Pero al mismo tiempo, las circunstancias le obligaron a intervenir durante estos años en un asunto completamente diverso. Con ocasión de la querella denominada de los Tres Capítulos, se había formado en el norte de Italia un cisma contra el Romano Pontífice en protesta de su condenación de los llamados Tres Capítulos. Mal informado Columbano por los partidarios del cisma e inducido por los reyes Agilulfo y Teodelinda, compuso un célebre escrito, en el que trataba de defender al partido lombardo, presentándolo como defensor del concilio de Calcedonia frente al Romano Pontífice.

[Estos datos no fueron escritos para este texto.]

//! Near-duplicate detection for positive signals.

use crate::ids::{HypothesisId, SignalId};
use crate::signal::Signal;
use crate::text;

#[derive(Debug, Clone)]
struct Entry {
    hypothesis_id: HypothesisId,
    source: String,
    content: String,
    signal_id: SignalId,
}

/// Index of counted evidence keyed by hypothesis and source.
///
/// Two items are duplicates when they share hypothesis and source and their
/// token-set Jaccard similarity is strictly above the threshold.
#[derive(Debug, Clone)]
pub struct DedupIndex {
    threshold: f64,
    entries: Vec<Entry>,
}

impl DedupIndex {
    #[must_use]
    pub fn new(threshold: f64) -> Self {
        Self {
            threshold,
            entries: Vec::new(),
        }
    }

    /// Builds an index over the positive signals of earlier passes.
    #[must_use]
    pub fn from_signals(threshold: f64, signals: &[Signal]) -> Self {
        let mut index = Self::new(threshold);
        for signal in signals.iter().filter(|s| s.counts_toward_confidence()) {
            index.insert(signal);
        }
        index
    }

    /// Adds every evidence item of a signal.
    pub fn insert(&mut self, signal: &Signal) {
        for evidence in &signal.evidence {
            self.entries.push(Entry {
                hypothesis_id: signal.hypothesis_id,
                source: evidence.source.clone(),
                content: evidence.content.clone(),
                signal_id: signal.id,
            });
        }
    }

    /// Returns the signal a new item duplicates and the similarity, picking
    /// the most similar entry.
    #[must_use]
    pub fn find(
        &self,
        hypothesis_id: HypothesisId,
        source: &str,
        content: &str,
    ) -> Option<(SignalId, f64)> {
        self.entries
            .iter()
            .filter(|e| e.hypothesis_id == hypothesis_id && e.source == source)
            .map(|e| (e.signal_id, text::jaccard(&e.content, content)))
            .filter(|(_, similarity)| *similarity > self.threshold)
            .max_by(|a, b| a.1.total_cmp(&b.1).then_with(|| b.0.cmp(&a.0)))
    }

    #[must_use]
    pub fn len(&self) -> usize {
        self.entries.len()
    }

    #[must_use]
    pub fn is_empty(&self) -> bool {
        self.entries.is_empty()
    }
}
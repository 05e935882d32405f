//! Confidence aggregation with fixed arithmetic.
//!
//! Confidence is a pure function of how many ACCEPT and WEAK_ACCEPT signals
//! have been counted plus any context boosts:
//!
//! ```text
//! confidence = clamp(baseline + 0.06 * accepts + 0.02 * weak_accepts + boosts, 0, ceiling)
//! ```
//!
//! Because only counts enter the formula, the result does not depend on the
//! order signals were validated in. Scores are rounded to six decimals so
//! pass-to-pass gains compare exactly.

use std::collections::{BTreeMap, BTreeSet};
use std::fmt;

use serde::{Deserialize, Serialize};

use crate::catalog::Category;
use crate::signal::{Decision, Signal};

/// Rounds a score to six decimal places.
#[must_use]
pub fn round_score(value: f64) -> f64 {
    (value * 1_000_000.0).round() / 1_000_000.0
}

/// Named range of the confidence score.
#[derive(Debug, Clone, Copy, PartialEq, Eq, Hash, PartialOrd, Ord, Serialize, Deserialize)]
#[serde(rename_all = "SCREAMING_SNAKE_CASE")]
pub enum ConfidenceBand {
    Exploratory,
    Informed,
    Confident,
    Actionable,
}

impl fmt::Display for ConfidenceBand {
    fn fmt(&self, f: &mut fmt::Formatter<'_>) -> fmt::Result {
        match self {
            Self::Exploratory => write!(f, "EXPLORATORY"),
            Self::Informed => write!(f, "INFORMED"),
            Self::Confident => write!(f, "CONFIDENT"),
            Self::Actionable => write!(f, "ACTIONABLE"),
        }
    }
}

/// Weights and thresholds of the aggregator.
#[derive(Debug, Clone, PartialEq, Serialize, Deserialize)]
#[serde(default)]
pub struct ConfidenceConfig {
    /// Starting confidence before any signal.
    pub baseline: f64,
    pub accept_weight: f64,
    pub weak_accept_weight: f64,
    /// Upper clamp bound, at most 1.0.
    pub ceiling: f64,
    pub informed_threshold: f64,
    pub confident_threshold: f64,
    pub actionable_threshold: f64,
    /// ACTIONABLE gate: minimum counted ACCEPT signals.
    pub actionable_min_accepts: u32,
    /// ACTIONABLE gate: minimum distinct categories with an ACCEPT.
    pub actionable_min_categories: usize,
}

impl Default for ConfidenceConfig {
    fn default() -> Self {
        Self {
            baseline: 0.50,
            accept_weight: 0.06,
            weak_accept_weight: 0.02,
            ceiling: 0.90,
            informed_threshold: 0.30,
            confident_threshold: 0.60,
            actionable_threshold: 0.80,
            actionable_min_accepts: 2,
            actionable_min_categories: 2,
        }
    }
}

/// Counted decisions of a set of signals.
#[derive(Debug, Clone, Default, PartialEq, Eq, Serialize, Deserialize)]
pub struct DecisionTally {
    pub accepts: u32,
    pub weak_accepts: u32,
    pub accept_categories: BTreeSet<Category>,
}

impl DecisionTally {
    /// Tallies (category, decision) pairs. Only ACCEPT and WEAK_ACCEPT count.
    pub fn from_decisions<'a>(
        decisions: impl IntoIterator<Item = (&'a Category, Decision)>,
    ) -> Self {
        let mut tally = Self::default();
        for (category, decision) in decisions {
            tally.record(category, decision);
        }
        tally
    }

    /// Tallies the counted signals among `signals`.
    pub fn from_signals<'a>(signals: impl IntoIterator<Item = &'a Signal>) -> Self {
        Self::from_decisions(
            signals
                .into_iter()
                .filter(|s| s.counts_toward_confidence())
                .map(|s| (&s.category, s.decision)),
        )
    }

    /// Records one decision.
    pub fn record(&mut self, category: &Category, decision: Decision) {
        match decision {
            Decision::Accept => {
                self.accepts += 1;
                self.accept_categories.insert(category.clone());
            }
            Decision::WeakAccept => self.weak_accepts += 1,
            Decision::Reject | Decision::NoProgress | Decision::Saturated => {}
        }
    }

    /// Adds another tally into this one.
    pub fn absorb(&mut self, other: &Self) {
        self.accepts += other.accepts;
        self.weak_accepts += other.weak_accepts;
        self.accept_categories
            .extend(other.accept_categories.iter().cloned());
    }
}

/// Running confidence for one discovery run.
#[derive(Debug, Clone, PartialEq, Serialize, Deserialize)]
pub struct ConfidenceState {
    /// Current score in [0, 1].
    pub score: f64,
    pub band: ConfidenceBand,

    /// Counted decisions over all completed passes.
    pub tally: DecisionTally,

    /// Sum of context boosts applied so far.
    pub boost_total: f64,

    /// Consecutive REJECT counters per category.
    pub reject_streaks: BTreeMap<Category, u32>,

    /// Categories closed for the rest of the run.
    pub saturated: BTreeSet<Category>,
}

impl ConfidenceState {
    /// Returns true if the category has been saturated.
    #[must_use]
    pub fn is_saturated(&self, category: &Category) -> bool {
        self.saturated.contains(category)
    }
}

/// Pure confidence arithmetic.
#[derive(Debug, Clone, Default)]
pub struct ConfidenceAggregator {
    config: ConfidenceConfig,
}

impl ConfidenceAggregator {
    /// Creates an aggregator.
    #[must_use]
    pub fn new(config: ConfidenceConfig) -> Self {
        Self { config }
    }

    /// The aggregator's configuration.
    #[must_use]
    pub fn config(&self) -> &ConfidenceConfig {
        &self.config
    }

    /// State before any pass has run.
    #[must_use]
    pub fn initial_state(&self) -> ConfidenceState {
        let score = self.score(&DecisionTally::default(), 0.0);
        ConfidenceState {
            score,
            band: self.band(score, &DecisionTally::default()),
            tally: DecisionTally::default(),
            boost_total: 0.0,
            reject_streaks: BTreeMap::new(),
            saturated: BTreeSet::new(),
        }
    }

    /// Computes the clamped score for a tally plus boosts.
    #[must_use]
    pub fn score(&self, tally: &DecisionTally, boosts: f64) -> f64 {
        let raw = self.config.baseline
            + self.config.accept_weight * f64::from(tally.accepts)
            + self.config.weak_accept_weight * f64::from(tally.weak_accepts)
            + boosts;
        round_score(raw.clamp(0.0, self.config.ceiling.min(1.0)))
    }

    /// Maps a score to its band, applying the ACTIONABLE gate.
    #[must_use]
    pub fn band(&self, score: f64, tally: &DecisionTally) -> ConfidenceBand {
        if score >= self.config.actionable_threshold {
            if self.actionable_gate_met(tally) {
                ConfidenceBand::Actionable
            } else {
                ConfidenceBand::Confident
            }
        } else if score >= self.config.confident_threshold {
            ConfidenceBand::Confident
        } else if score >= self.config.informed_threshold {
            ConfidenceBand::Informed
        } else {
            ConfidenceBand::Exploratory
        }
    }

    /// Returns true if enough ACCEPT signals span enough categories.
    #[must_use]
    pub fn actionable_gate_met(&self, tally: &DecisionTally) -> bool {
        tally.accepts >= self.config.actionable_min_accepts
            && tally.accept_categories.len() >= self.config.actionable_min_categories
    }

    /// Aggregates decisions from scratch.
    #[must_use]
    pub fn aggregate<'a>(
        &self,
        decisions: impl IntoIterator<Item = (&'a Category, Decision)>,
        boosts: f64,
    ) -> (f64, ConfidenceBand) {
        let tally = DecisionTally::from_decisions(decisions);
        let score = self.score(&tally, boosts);
        (score, self.band(score, &tally))
    }

    /// Folds one pass into the running state, returning the new state.
    ///
    /// Ledger fields (streaks, saturated set) are taken from the caller since
    /// they are owned by the governance loop.
    #[must_use]
    pub fn advance(
        &self,
        previous: &ConfidenceState,
        pass_tally: &DecisionTally,
        boost: f64,
        reject_streaks: BTreeMap<Category, u32>,
        saturated: BTreeSet<Category>,
    ) -> ConfidenceState {
        let mut tally = previous.tally.clone();
        tally.absorb(pass_tally);
        let boost_total = round_score(previous.boost_total + boost);
        let score = self.score(&tally, boost_total);
        ConfidenceState {
            score,
            band: self.band(score, &tally),
            tally,
            boost_total,
            reject_streaks,
            saturated,
        }
    }

    /// Confidence of a single category: its prior plus its own signals.
    #[must_use]
    pub fn category_confidence(&self, prior: f64, tally: &DecisionTally) -> f64 {
        let raw = prior
            + self.config.accept_weight * f64::from(tally.accepts)
            + self.config.weak_accept_weight * f64::from(tally.weak_accepts);
        round_score(raw.clamp(0.0, self.config.ceiling.min(1.0)))
    }
}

Sin embargo, en esta misma carta, no obstante lo delicado de su posición al defender un partido cismático en su posición contra el Papa, aparece claramente su convicción de que sólo se trataba de una cuestión secundaria meramente disciplinar y, por otra parte, amontona las expresiones de estima y reverencia a la Sede Romana. En efecto, dice, "la columna de la Iglesia es siempre Roma". Por eso, añade, "nosotros, los irlandeses, viviendo en las partes más lejanas de la tierra, somos discípulos de San Pedro y San Pablo y de los discípulos que escribieron el Canon sagrado bajo la inspiración del Espíritu Santo. Nosotros no aceptamos más que la enseñanza evangélica y apostólica..." "Confieso—dice en otra parte—que siento la mala reputación en que se tiene en esta región a la Cátedra de Pedro. Todos estamos atados a esta Cátedra. Pues, aunque Roma es grande y renombrada, su grandeza y gloria delante de nosotros le viene solamente de la Cátedra de Pedro."
En realidad, el problema del cisma lombardo, que no debe confundirse con el de Aquilea o Grado, también ocasionados por los Tres Capítulos, siguió su desarrollo normal hasta que poco después. se extinguió. La intervención de San Columbano no tuvo en él ninguna importancia. Por otro lado, quiso polemizar contra los arrianos, lo cual le malquistó con los lombardos y su rey, Agilulfo, todo lo cual le obligó a retirarse definitivamente a la soledad del monasterio de Bobbio y aun de una celda solitaria que en él se hizo construir.
A los tres años de su estancia en Bobbio, cumplióse la profecía que él había hecho sobre Teuderico. Muerto Teuderico, la anciana Brunequilda había sido brutalmente asesinada. Acordándose Clotario, dueño ahora de Borgoña, de la profecía de Columbano, lo invitó a ir a Suiza y a las Galias. Pero entretanto había llegado éste a su fin. Rendido por la enfermedad y sintiendo próxima la muerte, le recomendó el monasterio de Luxeuil y los demás de Francia, y el 23 de noviembre de 615 descansó en el Seriar.
Su recuerdo y el fruto extraordinario que hizo con sus fundaciones dieron bien pronto ocasión a que se iniciara su culto litúrgico, que se extendió principalmente a las numerosas regiones por él evangelizadas.
BERNARDINO LLORCA, S. I.
*Año Cristiano, Tomo IV, Biblioteca de Autores Cristianos, Madrid, 1966.